Intussen worden de langetermijnvoordelen van circulaire bouwmaterialen, methoden en financiering, biobased materialen, biofilisch ontwerp en biomimicry bij het bouwen meer en meer duidelijk en verder in kaart gebracht. De impact op gezondheid en milieu door landgebruik, het verlies aan biodiversiteit, hitte-effecten, het gebruik van schadelijke stoffen, vervuiling bij afbraak en bouwprocessen worden mee in rekening genomen. Ook de werkomstandigheden in de bouw van – al dan niet gedetacheerde - arbeiders bij ons tewerkgesteld, kunnen tot gevaarlijke en onrechtvaardige situaties leiden. De natuur als levend systeem is de leermeester voor ingenieuze oplossingen. Natuur hanteert de basisprincipes van zonne-energie, vorm volgt functie, afval is grondstof, is gebaseerd op lokale inzichten, rekent af met verspilling, zorgt voor regulering en zet in op samenwerking en diversiteit.

Architecten dragen een maatschappelijke verantwoordelijkheid bij het uitvoeren van hun activiteiten. De bouwheer bewust maken van de voordelen van milieuvriendelijke keuzes en ernaar ontwerpen is hier één van.
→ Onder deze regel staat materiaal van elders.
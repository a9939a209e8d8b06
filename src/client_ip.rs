//! Origin address resolution for the per-origin rate limit counter.

use std::collections::HashMap;
use std::net::{IpAddr, SocketAddr};

/// Reported when no candidate is a valid address; all such callers share one counter.
pub const UNKNOWN_ORIGIN: &str = "0.0.0.0";

/// Proxy headers consulted before the peer address, highest priority first.
pub const DEFAULT_TRUSTED_HEADERS: &[&str] = &["cf-connecting-ip", "x-forwarded-for", "x-real-ip"];

#[derive(Debug, Clone)]
pub struct ClientIpResolver {
    trusted_headers: Vec<String>,
}

impl Default for ClientIpResolver {
    fn default() -> Self {
        Self::new(DEFAULT_TRUSTED_HEADERS.iter().map(|h| h.to_string()).collect())
    }
}

impl ClientIpResolver {
    pub fn new(trusted_headers: Vec<String>) -> Self {
        Self { trusted_headers }
    }

    /// Walks the trusted headers in order, then the peer address. Values that
    /// do not parse as an address are skipped.
    pub fn resolve(&self, headers: &HashMap<String, String>, peer: Option<IpAddr>) -> String {
        self.trusted_headers
            .iter()
            .filter_map(|name| header_value(headers, name))
            .find_map(|value| {
                // Only the client end of a forwarding chain identifies the origin.
                let first = value.split(',').next().unwrap_or_default();
                parse_ip(first)
            })
            .or(peer)
            .map(|ip| ip.to_string())
            .unwrap_or_else(|| UNKNOWN_ORIGIN.to_string())
    }
}

fn header_value<'a>(headers: &'a HashMap<String, String>, name: &str) -> Option<&'a str> {
    headers
        .iter()
        .find(|(key, _)| key.eq_ignore_ascii_case(name))
        .map(|(_, value)| value.as_str())
}

fn parse_ip(candidate: &str) -> Option<IpAddr> {
    let candidate = candidate.trim();
    candidate
        .parse::<IpAddr>()
        .ok()
        .or_else(|| candidate.parse::<SocketAddr>().ok().map(|addr| addr.ip()))
}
De architect speelt dus een belangrijke rol in de transitie naar regeneratief bouwen.

Ik zie mezelf niet als een klimaat- of milieuactivist. Activisme heeft voor mij vaak iets radicaals, iets dat de neiging heeft om de dingen zwartwit te zien, conflicten te creëren waardoor het ook verdelend kan werken. Ik wil daarom veeleer pleiten voor positieve actie die mensen inspireert om een deel van de oplossing te worden, eerder dan zich te distantiëren van het probleem. Laten we dus vooral ook veilige ruimtes creëren die mensen kunnen helpen om los te komen van oude, conservatieve denkpatronen en aanzetten tot creativiteit en goesting om te bouwen aan een betere en gezondere wereld. En laten we daarbij het oordeel uit ons spreken houden.   

Let’s build a better future, together.  En laat ons vooral niet wachten totdat dit in regelgeving opgenomen is. Het groeiend bewustzijn bij de bevolking stemt me hoopvol. Er is nu nood aan een systeemswitch.